CUDA "philosophy"

FIrst, thanks for the help on my last thread re: my coding of the diffusion equation. I have the code going now, but would like to get some “general edification.” My kernel for the diffusion equation is:

attributes(global) subroutine diff_time_stepper(v,diffconst)


real*8 :: v(:,:)
real*8 :: diffconst

real*8 :: vintermed
integer :: i,j,m
integer :: nx, ny

nx=256
ny=256

i=(blockIdx%x-1)*blockDim%x+threadIdx%x
j=(blockIdx%y-1)*blockDim%y+threadIdx%y

if (i<nx .and. j<ny>1 .and. j>1) then
  vintermed=v(i,j)+diffconst*(v(i-1,j)-2.*v(i,j)+v(i+1,j)+v(i,j-1)-2.*v(i,j)+v(i,j+1))
  v(i,j)=vintermed
! add a source for the heck of it
  if (i==64 .and. j==64) v(i,j)=v(i,j)+1
endif


end subroutine

My question is: When I add 1 to v(64,64), am I risking non-deterministic behavior? It seems arguable to me that the thread that handles (64,64) might, for instance complete this routine early sometimes and affect the calculation of the thread that handles, for instance, (63,64). And then, sometimes, it might not. But the code seems to be working. As I have thought about this, I have gotten confused about just what might cause non-deterministic behavior. Maybe my first two calculations, where vinterm gets defined and then put back in v might be problematic? Anyone care to enlighten me or point me to a good discussion on this topic? Thanks.

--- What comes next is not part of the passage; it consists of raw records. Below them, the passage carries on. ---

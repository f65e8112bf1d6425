//! Provider response parsing
//!
//! Pure body-to-candidates functions, one per provider wire shape.
//! Each parser returns coordinates best-first; ranking policy lives
//! here and nowhere else (the resolver always takes the head of the
//! list). The deserialization structs mirror each provider's JSON
//! shape; anything that does not fit is a [`ParseError`].

use serde::Deserialize;
use std::cmp::Ordering;

use crate::error::ParseError;
use crate::models::Coordinate;

/// Maps a raw provider response body into ranked coordinates.
pub trait ResponseParser: Send + Sync {
    fn parse(&self, body: &str) -> Result<Vec<Coordinate>, ParseError>;
}

/// PTV `locations/by-text` response: candidates carry a quality
/// score; best score first.
pub struct PtvResponseParser;

#[derive(Deserialize)]
struct PtvResponse {
    locations: Vec<PtvLocation>,
}

#[derive(Deserialize)]
#[serde(rename_all = "camelCase")]
struct PtvLocation {
    reference_position: PtvPosition,
    quality: PtvQuality,
}

#[derive(Deserialize)]
struct PtvPosition {
    latitude: f64,
    longitude: f64,
}

#[derive(Deserialize)]
#[serde(rename_all = "camelCase")]
struct PtvQuality {
    total_score: f64,
}

impl ResponseParser for PtvResponseParser {
    fn parse(&self, body: &str) -> Result<Vec<Coordinate>, ParseError> {
        let mut response: PtvResponse = serde_json::from_str(body)?;
        response.locations.sort_by(|a, b| {
            b.quality
                .total_score
                .partial_cmp(&a.quality.total_score)
                .unwrap_or(Ordering::Equal)
        });
        Ok(response
            .locations
            .into_iter()
            .map(|location| {
                Coordinate::new(
                    location.reference_position.latitude,
                    location.reference_position.longitude,
                )
            })
            .collect())
    }
}

/// Google Geocoding API response: results come pre-ranked.
pub struct GoogleResponseParser;

#[derive(Deserialize)]
struct GoogleResponse {
    results: Vec<GoogleResult>,
}

#[derive(Deserialize)]
struct GoogleResult {
    geometry: GoogleGeometry,
}

#[derive(Deserialize)]
struct GoogleGeometry {
    location: GoogleLocation,
}

#[derive(Deserialize)]
struct GoogleLocation {
    lat: f64,
    lng: f64,
}

impl ResponseParser for GoogleResponseParser {
    fn parse(&self, body: &str) -> Result<Vec<Coordinate>, ParseError> {
        let response: GoogleResponse = serde_json::from_str(body)?;
        Ok(response
            .results
            .into_iter()
            .map(|result| Coordinate::new(result.geometry.location.lat, result.geometry.location.lng))
            .collect())
    }
}

/// Bing Locations response: resources flattened across resource
/// sets, in response order.
pub struct BingResponseParser;

#[derive(Deserialize)]
#[serde(rename_all = "camelCase")]
struct BingResponse {
    resource_sets: Vec<BingResourceSet>,
}

#[derive(Deserialize)]
struct BingResourceSet {
    resources: Vec<BingResource>,
}

#[derive(Deserialize)]
struct BingResource {
    point: BingPoint,
}

#[derive(Deserialize)]
struct BingPoint {
    /// `[latitude, longitude]` on the wire.
    coordinates: [f64; 2],
}

impl ResponseParser for BingResponseParser {
    fn parse(&self, body: &str) -> Result<Vec<Coordinate>, ParseError> {
        let response: BingResponse = serde_json::from_str(body)?;
        Ok(response
            .resource_sets
            .into_iter()
            .flat_map(|set| set.resources)
            .map(|resource| {
                Coordinate::new(resource.point.coordinates[0], resource.point.coordinates[1])
            })
            .collect())
    }
}

#[cfg(test)]
mod tests {
    use super::*;

    #[test]
    fn test_ptv_single_location() {
        let body = r#"{"locations":[{"referencePosition":{"latitude":47.672508239746094,"longitude":-122.12815856933594},"quality":{"totalScore":90}}]}"#;
        let parsed = PtvResponseParser.parse(body).unwrap();
        assert_eq!(
            parsed,
            vec![Coordinate::new(47.672508239746094, -122.12815856933594)]
        );
    }

    #[test]
    fn test_ptv_ranks_by_total_score_descending() {
        let body = r#"{"locations":[
            {"referencePosition":{"latitude":0,"longitude":0},"quality":{"totalScore":1}},
            {"referencePosition":{"latitude":48.672508239746094,"longitude":-121.12815856933594},"quality":{"totalScore":89}}]}"#;
        let parsed = PtvResponseParser.parse(body).unwrap();
        assert_eq!(
            parsed,
            vec![
                Coordinate::new(48.672508239746094, -121.12815856933594),
                Coordinate::new(0.0, 0.0),
            ]
        );
    }

    #[test]
    fn test_ptv_empty_locations() {
        let parsed = PtvResponseParser.parse(r#"{"locations":[]}"#).unwrap();
        assert!(parsed.is_empty());
    }

    #[test]
    fn test_google_results_in_response_order() {
        let body = r#"{"results":[
            {"geometry":{"location":{"lat":25.47,"lng":-80.47}}},
            {"geometry":{"location":{"lat":26.47,"lng":-81.47}}}]}"#;
        let parsed = GoogleResponseParser.parse(body).unwrap();
        assert_eq!(
            parsed,
            vec![
                Coordinate::new(25.47, -80.47),
                Coordinate::new(26.47, -81.47),
            ]
        );
    }

    #[test]
    fn test_bing_flattens_resource_sets() {
        let body = r#"{"resourceSets":[
            {"resources":[{"point":{"coordinates":[25.47,-80.47]}}]},
            {"resources":[{"point":{"coordinates":[26.47,-81.47]}}]}]}"#;
        let parsed = BingResponseParser.parse(body).unwrap();
        assert_eq!(parsed.len(), 2);
        assert_eq!(parsed[0], Coordinate::new(25.47, -80.47));
    }

    #[test]
    fn test_malformed_body_is_a_parse_error() {
        assert!(PtvResponseParser.parse("not json").is_err());
        assert!(GoogleResponseParser.parse(r#"{"wrong":"shape"}"#).is_err());
        assert!(BingResponseParser.parse(r#"{"resourceSets":[{}]}"#).is_err());
    }
}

When I add 1 to v(64,64), am I risking non-deterministic behavior?

Yes.

It seems arguable to me that the thread that handles (64,64) might, for instance complete this routine early sometimes and affect the calculation of the thread that handles, for instance, (63,64). And then, sometimes, it might not. But the code seems to be working.

Correct.

Maybe my first two calculations, where vinterm gets defined and then put back in v might be problematic?

Yes, this is problematic.

Anyone care to enlighten me or point me to a good discussion on this topic?

Do a web serach for “loop carried dependence cuda” and you’ll find a lot of discussions. In particular, search Google Books and you’ll find section 4.5, from “Computer Architecture: A Quantitative Approach” by John L. Hennessy and David A. Patterson which gives a good overview of loop dependencies.

Note that the best way to fix this code is to break this code into two separate kernels (or a kernel and device to device copy) since global synchronization is required between the calculation of “vintermed” and storing the result back to “v”.

  • Mat

OK, I feel like I have gone from not knowing what I don’t know to knowing what I don’t know. And if that’s confusing, think how I feel. Actually, I think this is progress. And thanks for the reference. Much obliged!